WHAT IS BEING ASKED:
Return every line of the data that contains the string "Debug".

RECORDS SHOWN:
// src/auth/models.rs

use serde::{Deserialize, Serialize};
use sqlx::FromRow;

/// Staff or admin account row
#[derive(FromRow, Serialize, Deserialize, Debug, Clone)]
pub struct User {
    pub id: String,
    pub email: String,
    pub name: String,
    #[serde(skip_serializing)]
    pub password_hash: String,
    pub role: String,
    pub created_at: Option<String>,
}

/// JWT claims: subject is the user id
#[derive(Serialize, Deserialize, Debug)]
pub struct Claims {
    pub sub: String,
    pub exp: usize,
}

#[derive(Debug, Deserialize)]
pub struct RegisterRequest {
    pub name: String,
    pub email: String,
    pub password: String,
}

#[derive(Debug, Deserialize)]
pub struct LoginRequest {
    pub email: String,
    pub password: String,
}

ANSWER FOR THIS EXERCISE:
#[derive(FromRow, Serialize, Deserialize, Debug, Clone)]
#[derive(Serialize, Deserialize, Debug)]
#[derive(Debug, Deserialize)]
#[derive(Debug, Deserialize)]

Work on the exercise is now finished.